The paper tackles the problem of attributing undesirable behaviors in autonomous agents to either systemic agent errors or environment errors, introducing AIProbe, a black-box testing technique that uses differential testing and significantly outperforms state-of-the-art methods in detecting errors.
When an autonomous agent behaves undesirably, including failure to complete a task, it can be difficult to determine whether the behavior is due to a systemic agent error, such as flaws in the model or policy, or an environment error, where a task is inherently infeasible under a given environment configuration, even for an ideal agent. As agents and their environments grow more complex, identifying the error source becomes increasingly difficult but critical for reliable deployment. We introduce AIProbe, a novel black-box testing technique that applies differential testing to attribute undesirable agent behaviors either to agent deficiencies, such as modeling or training flaws, or due to environmental infeasibility. AIProbe first generates diverse environmental configurations and tasks for testing the agent, by modifying configurable parameters using Latin Hypercube sampling.
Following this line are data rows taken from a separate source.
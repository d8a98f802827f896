// crates/notify-core/src/core/notification.rs
// ============================================================================
// Module: Notification Model
// Description: Push request payloads and validated notification batches.
// Purpose: Enforce batch size invariants before anything is enqueued.
// Dependencies: serde, serde_json, thiserror
// ============================================================================

//! ## Overview
//! A [`PushRequest`] is the raw decoded request body. It becomes a
//! [`NotificationBatch`] only after [`NotificationBatch::new`] checks that it
//! is non-empty and within the configured maximum. Item payloads are carried
//! through untouched for the delivery collaborator.

// ============================================================================
// SECTION: Imports
// ============================================================================

use serde::Deserialize;
use serde::Serialize;
use serde_json::Map;
use serde_json::Value;
use thiserror::Error;

// ============================================================================
// SECTION: Platform
// ============================================================================

/// Push provider family targeted by a notification.
///
/// # Invariants
/// - Variants are stable; their labels are used in counter keys and metrics.
#[derive(Debug, Clone, Copy, PartialEq, Eq, PartialOrd, Ord, Hash, Serialize, Deserialize)]
#[serde(rename_all = "snake_case")]
pub enum Platform {
    /// Apple Push Notification service.
    Ios,
    /// Firebase Cloud Messaging.
    Android,
    /// Huawei Push Kit.
    Huawei,
}

impl Platform {
    /// All platforms in stable reporting order.
    pub const ALL: [Self; 3] = [Self::Ios, Self::Android, Self::Huawei];

    /// Returns a stable label for the platform.
    #[must_use]
    pub const fn as_str(self) -> &'static str {
        match self {
            Self::Ios => "ios",
            Self::Android => "android",
            Self::Huawei => "huawei",
        }
    }
}

// ============================================================================
// SECTION: Items
// ============================================================================

/// A single notification as submitted by a client.
///
/// Only `platform` and `tokens` are interpreted here; every other field is
/// preserved in `payload` for the delivery collaborator.
#[derive(Debug, Clone, PartialEq, Serialize, Deserialize)]
pub struct NotificationItem {
    /// Target platform, when the client specified one.
    #[serde(default, skip_serializing_if = "Option::is_none")]
    pub platform: Option<Platform>,
    /// Device tokens addressed by this notification.
    #[serde(default, skip_serializing_if = "Vec::is_empty")]
    pub tokens: Vec<String>,
    /// Remaining provider-specific fields.
    #[serde(flatten)]
    pub payload: Map<String, Value>,
}

impl NotificationItem {
    /// Returns the tally weight of this item: one per token, at least one.
    #[must_use]
    pub fn weight(&self) -> i64 {
        i64::try_from(self.tokens.len()).unwrap_or(i64::MAX).max(1)
    }
}

/// Raw push submission body.
#[derive(Debug, Clone, PartialEq, Serialize, Deserialize)]
pub struct PushRequest {
    /// Submitted notifications, in request order.
    pub notifications: Vec<NotificationItem>,
}

// ============================================================================
// SECTION: Batches
// ============================================================================

/// Batch validation failures.
///
/// # Invariants
/// - Messages are client-facing and stable.
#[derive(Debug, Clone, PartialEq, Eq, Error)]
pub enum BatchError {
    /// The request carried zero notifications.
    #[error("Notifications field is empty.")]
    Empty,
    /// The request carried more notifications than allowed.
    #[error("Number of notifications({submitted}) over limit({limit})")]
    TooLarge {
        /// Number of notifications submitted.
        submitted: usize,
        /// Configured maximum.
        limit: usize,
    },
}

/// A validated, non-empty batch of notifications.
///
/// # Invariants
/// - `0 < items.len() <= limit` for the limit it was constructed with.
#[derive(Debug, Clone, PartialEq)]
pub struct NotificationBatch {
    /// Notifications in submission order.
    items: Vec<NotificationItem>,
}

impl NotificationBatch {
    /// Validates `items` against `limit` and builds a batch.
    ///
    /// # Errors
    ///
    /// Returns [`BatchError::Empty`] for zero items and
    /// [`BatchError::TooLarge`] when `items.len() > limit`.
    pub fn new(items: Vec<NotificationItem>, limit: usize) -> Result<Self, BatchError> {
        if items.is_empty() {
            return Err(BatchError::Empty);
        }
        if items.len() > limit {
            return Err(BatchError::TooLarge {
                submitted: items.len(),
                limit,
            });
        }
        Ok(Self {
            items,
        })
    }

    /// Returns the number of notifications in the batch.
    #[must_use]
    pub fn len(&self) -> usize {
        self.items.len()
    }

    /// Always false; kept for API symmetry with `len`.
    #[must_use]
    pub fn is_empty(&self) -> bool {
        self.items.is_empty()
    }

    /// Returns the notifications in submission order.
    #[must_use]
    pub fn items(&self) -> &[NotificationItem] {
        &self.items
    }

    /// Consumes the batch, returning its notifications.
    #[must_use]
    pub fn into_items(self) -> Vec<NotificationItem> {
        self.items
    }

    /// Sum of item weights.
    #[must_use]
    pub fn total_weight(&self) -> i64 {
        self.items.iter().map(NotificationItem::weight).fold(0_i64, i64::saturating_add)
    }
}

// ============================================================================
// SECTION: Tests
// ============================================================================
It then solves each generated task using a search-based planner, independent of the agent. By comparing the agent's performance to the planner's solution, AIProbe identifies whether failures are due to errors in the agent's model or policy, or due to unsolvable task conditions. Our evaluation across multiple domains shows that AIProbe significantly outperforms state-of-the-art techniques in detecting both total and unique errors, thereby contributing to a reliable deployment of autonomous agents.